The weakness of retaliation
Violence and retaliation are not things in a Christian's toolbelt
As someone who teaches in an inner-city school where every student gets free breakfast and lunch and where I’ve known kids actually in gangs, I daily encounter a violence mindset. Many of my kids are in survival mode and this unfortunately produces, more often than not, a tendency to react quickly and with force.
Recently I had an eye-rolling situation where kids were throwing crumbled-up paper balls at each other. So cliche. Sometimes I’d only catch the retaliation and not the initial attack. But the students would protest—they threw it at me first, so it’s okay that I throw it back! I was even told, as I am almost weekly, that their parent says they can always fight back if someone antagonizes them.
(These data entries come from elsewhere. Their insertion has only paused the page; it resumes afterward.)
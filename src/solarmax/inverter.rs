use crate::prelude::*;
use crate::solarmax::reply_decoder::{ReplyDecoder, MAX_FRAME_SIZE};

use {
    async_trait::async_trait,
    bytes::BytesMut,
    std::time::Duration,
    tokio::io::{AsyncReadExt, AsyncWriteExt},
    tokio::net::TcpStream,
    tokio::time::{timeout, timeout_at, Instant},
    tokio_util::codec::Decoder,
};

/// One request/reply round trip with an inverter.
///
/// Implementations never fail: when the device cannot be reached the reply
/// is a synthetic frame whose `SYS` value names the failure.
#[async_trait]
pub trait Transport {
    async fn exchange(&self, request: &str) -> String;
}

#[derive(Clone, Debug)]
pub struct TcpTransport {
    host: String,
    port: u16,
    timeout: Duration,
    read_mode: ReadMode,
}

impl TcpTransport {
    pub fn new(host: &str, port: u16, timeout: Duration, read_mode: ReadMode) -> Self {
        Self {
            host: host.to_string(),
            port,
            timeout,
            read_mode,
        }
    }

    pub fn from_config(config: &Config) -> Self {
        Self::new(config.host(), config.port(), config.timeout(), config.read_mode())
    }

    pub fn addr(&self) -> String {
        if self.host.contains(':') {
            format!("[{}]:{}", self.host, self.port)
        } else {
            format!("{}:{}", self.host, self.port)
        }
    }

    /// Connect, send `request`, read the reply and close.
    ///
    /// The connect attempt gets the full timeout; write and read then share
    /// a single deadline of the same length.
    pub async fn try_exchange(&self, request: &str) -> Result<String, TransportError> {
        debug!("send: {}", request);

        let mut stream = match timeout(
            self.timeout,
            TcpStream::connect((self.host.as_str(), self.port)),
        )
        .await
        {
            Ok(Ok(stream)) => stream,
            Ok(Err(e)) => {
                return Err(TransportError::Connect {
                    addr: self.addr(),
                    reason: e.to_string(),
                })
            }
            Err(_) => {
                return Err(TransportError::Connect {
                    addr: self.addr(),
                    reason: format!("timeout after {}s", self.timeout.as_secs_f64()),
                })
            }
        };

        if let Err(e) = stream.set_nodelay(true) {
            warn!("Failed to set TCP_NODELAY: {}", e);
        }

        let deadline = Instant::now() + self.timeout;

        match timeout_at(deadline, async {
            stream.write_all(request.as_bytes()).await?;
            stream.flush().await
        })
        .await
        {
            Ok(Ok(())) => {}
            Ok(Err(e)) => return Err(TransportError::Send(e.to_string())),
            Err(_) => return Err(TransportError::Send("write deadline exceeded".to_string())),
        }

        let reply = match self.read_mode {
            ReadMode::Single => Self::read_once(&mut stream, deadline).await?,
            ReadMode::Framed => Self::read_frame(&mut stream, deadline).await?,
        };
        debug!("recv: {}", reply);

        Ok(reply)
    }

    async fn read_once(stream: &mut TcpStream, deadline: Instant) -> Result<String, TransportError> {
        let mut buf = BytesMut::with_capacity(MAX_FRAME_SIZE);

        let len = Self::read_some(stream, &mut buf, deadline).await?;
        if len == 0 {
            return Err(TransportError::Read("connection closed before reply".to_string()));
        }

        Ok(String::from_utf8_lossy(&buf).into_owned())
    }

    async fn read_frame(stream: &mut TcpStream, deadline: Instant) -> Result<String, TransportError> {
        let mut buf = BytesMut::with_capacity(MAX_FRAME_SIZE);
        let mut decoder = ReplyDecoder::new();

        loop {
            let len = Self::read_some(stream, &mut buf, deadline).await?;

            if len == 0 {
                return match decoder.decode_eof(&mut buf) {
                    Ok(Some(frame)) => Ok(frame),
                    Ok(None) => Err(TransportError::Read(
                        "connection closed before reply".to_string(),
                    )),
                    Err(e) => Err(TransportError::Read(e.to_string())),
                };
            }

            match decoder.decode(&mut buf) {
                Ok(Some(frame)) => return Ok(frame),
                Ok(None) => trace!("partial reply, {} bytes buffered", buf.len()),
                Err(e) => return Err(TransportError::Read(e.to_string())),
            }
        }
    }

    async fn read_some(
        stream: &mut TcpStream,
        buf: &mut BytesMut,
        deadline: Instant,
    ) -> Result<usize, TransportError> {
        match timeout_at(deadline, stream.read_buf(buf)).await {
            Ok(Ok(len)) => Ok(len),
            Ok(Err(e)) => Err(TransportError::Read(e.to_string())),
            Err(_) => Err(TransportError::Read("read deadline exceeded".to_string())),
        }
    }
}

#[async_trait]
impl Transport for TcpTransport {
    async fn exchange(&self, request: &str) -> String {
        match self.try_exchange(request).await {
            Ok(reply) => reply,
            Err(err) => {
                warn!(
                    "inverter {}: {} (reporting status {})",
                    self.addr(),
                    err,
                    err.status().0
                );
                err.synthetic_reply().to_string()
            }
        }
    }
}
That situation was just paper. But there have been so many other situations where fighting back was excused because “they started it” and “my mom said I can beat anyone up who threatens me.” Last year I had to physically restrain a kid attacking another as retaliation for a “yo mama” comment. Half the fights we have at school are because “I heard from so-and-so that so-and-so said something bad about me".”
This is the violence mindset. While school policy is that fighting and throwing is always bad no matter who did it first, the kids don’t see it that way. In their minds, they get free range to punch, kick, and throw paper balls. All in the name of revenge. All in the name of showing they aren’t wimps. All because they believe violence is necessary.
I teach my kids all the time that true strength is actually not reacting so strongly against slights against them. It actually shows incredible weakness if you just give into the first firey feeling that sparks inside you! Strength is self-control (a fruit of the Spirit, don’t forget!) I try to train my kids to solve problems in other ways—one of the most effective tactics is often to just ignore it.
Yet I wish I could blame this all on “kids being kids” and I wish I could say that none of this applies to Christians… but….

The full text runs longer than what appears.